Niteco Engineering | Engineering Insights | 10 min read

Blog series

This is Part 1 of a 2-part series on accelerating Optimizely upgrades with agentic AI.

·    Part 1 (this post): CMS 11 and Commerce 13 → CMS 12 and Commerce 14

·    Part 2: CMS 12 and Commerce 14 → CMS 13 and Commerce 15, and how we scope platform uplift vs capability adoption

Niteco Agentic Upgrade Machine (CMS 11 and Commerce 13 → CMS 12 and Commerce 14)

Image: Niteco agentic Upgrade Machine (CMS 11 and Commerce 13 → CMS 12 and Commerce 14) 

 

TL;DR

We created the Upgrade Machine, an AI system with a main orchestrator, specialized subagents, and a growing skills library. It speeds up the most repetitive part of an Optimizely upgrade by producing a PR-ready codebase that builds in Release mode and starts the CMS backend cleanly on the target platform.

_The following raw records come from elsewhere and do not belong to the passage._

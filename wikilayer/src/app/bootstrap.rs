//! Application bootstrap implementation.

use std::sync::Arc;

use tokio::sync::{mpsc, watch};
use tokio::task::JoinHandle;
use tracing::info;

use crate::page::PageView;
use crate::refresh::RefreshConfig;
use crate::session::{Session, SessionHandle, SimulatorEvent};
use crate::telemetry::RefreshMetrics;
use crate::wikipedia::{ReqwestClient, WikipediaClient};

use super::config::AppConfig;
use super::error::AppError;

/// WikiLayer application with the session lifecycle wired up.
///
/// Owns the running session task and hands out the two external surfaces:
/// the event sender for a simulator connector and the view receiver for a
/// display layer.
pub struct WikiLayerApp {
    events: mpsc::Sender<SimulatorEvent>,
    views: watch::Receiver<Vec<PageView>>,
    metrics: Arc<RefreshMetrics>,
    session_task: JoinHandle<()>,
}

impl WikiLayerApp {
    /// Starts the application with the given configuration.
    ///
    /// Must be called within a Tokio runtime; the session event loop is
    /// spawned onto it.
    pub fn start(config: &AppConfig) -> Result<Self, AppError> {
        config.validate()?;

        let http = ReqwestClient::new().map_err(AppError::HttpClient)?;
        Self::start_with(WikipediaClient::new(http), config.to_refresh_config())
    }

    /// Starts the application around an existing client, letting tests
    /// inject a scripted HTTP layer.
    pub fn start_with<H>(
        client: WikipediaClient<H>,
        refresh_config: RefreshConfig,
    ) -> Result<Self, AppError>
    where
        H: crate::wikipedia::HttpClient + 'static,
    {
        let (session, SessionHandle { events, views }) = Session::new(client, refresh_config);
        let metrics = session.metrics();
        let session_task = tokio::spawn(session.run());
        info!("Session started");

        Ok(Self {
            events,
            views,
            metrics,
            session_task,
        })
    }

    /// Event sender for a simulator connector.
    pub fn events(&self) -> mpsc::Sender<SimulatorEvent> {
        self.events.clone()
    }

    /// Receiver of the current display view.
    pub fn views(&self) -> watch::Receiver<Vec<PageView>> {
        self.views.clone()
    }

    /// Shared metrics counters for status display.
    pub fn metrics(&self) -> Arc<RefreshMetrics> {
        Arc::clone(&self.metrics)
    }

    /// Graceful shutdown: stops accepting events and waits for the session
    /// loop to drain.
    pub async fn shutdown(self) {
        drop(self.events);
        let _ = self.session_task.await;
        info!("Session shut down");
    }
}

#[cfg(test)]
mod tests {
    use super::*;
    use crate::geo::Position;
    use crate::wikipedia::MockHttpClient;
    use std::time::Duration;

    #[tokio::test]
    async fn test_start_with_and_shutdown() {
        let mock = MockHttpClient::new();
        mock.push_json(r#"{ "query": { "geosearch": [] } }"#);
        let app = WikiLayerApp::start_with(
            WikipediaClient::new(mock),
            RefreshConfig::default().with_min_interval(Duration::ZERO),
        )
        .unwrap();

        let events = app.events();
        events
            .send(SimulatorEvent::Position(Position::new(0.0, 0.0).unwrap()))
            .await
            .unwrap();

        app.shutdown().await;
    }

    #[tokio::test]
    async fn test_start_rejects_invalid_config() {
        let config = AppConfig {
            language: String::new(),
            ..AppConfig::default()
        };
        assert!(WikiLayerApp::start(&config).is_err());
    }
}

After that, a Niteco delivery team steps in to stabilize integrations, verify behavior, and move the project to production. This usually takes 2 to 6 weeks, depending on the project's size.

1. Why Optimizely upgrades stall (and why timing matters now)

Upgrading Optimizely is more than just updating a package. It affects runtime assumptions, custom code, integrations, routing, dependency injection, configuration, content models, and readiness for cutover. Moving from CMS 11 and Commerce 13 to CMS 12 and Commerce 14 is a big change because it is part of a larger platform update. Stable patterns may suddenly need major changes.

There is also a lifecycle reality. Optimizely’s policy is that all new functionality is built only for the latest major CMS version (currently CMS 13). Optimizely actively monitors and fixes severe bugs and security issues only for the current major version and one prior major version  (currently CMS 13 and CMS 12). Older versions such as CMS 11 do not receive ongoing bug monitoring, standard bug fixes, security monitoring, or regular patch releases, except in exceptional cases involving severe security vulnerabilities raised by customers/partners. Practically, delaying the upgrade increases platform and security risk because you’re operating outside the normal maintenance and patch cadence.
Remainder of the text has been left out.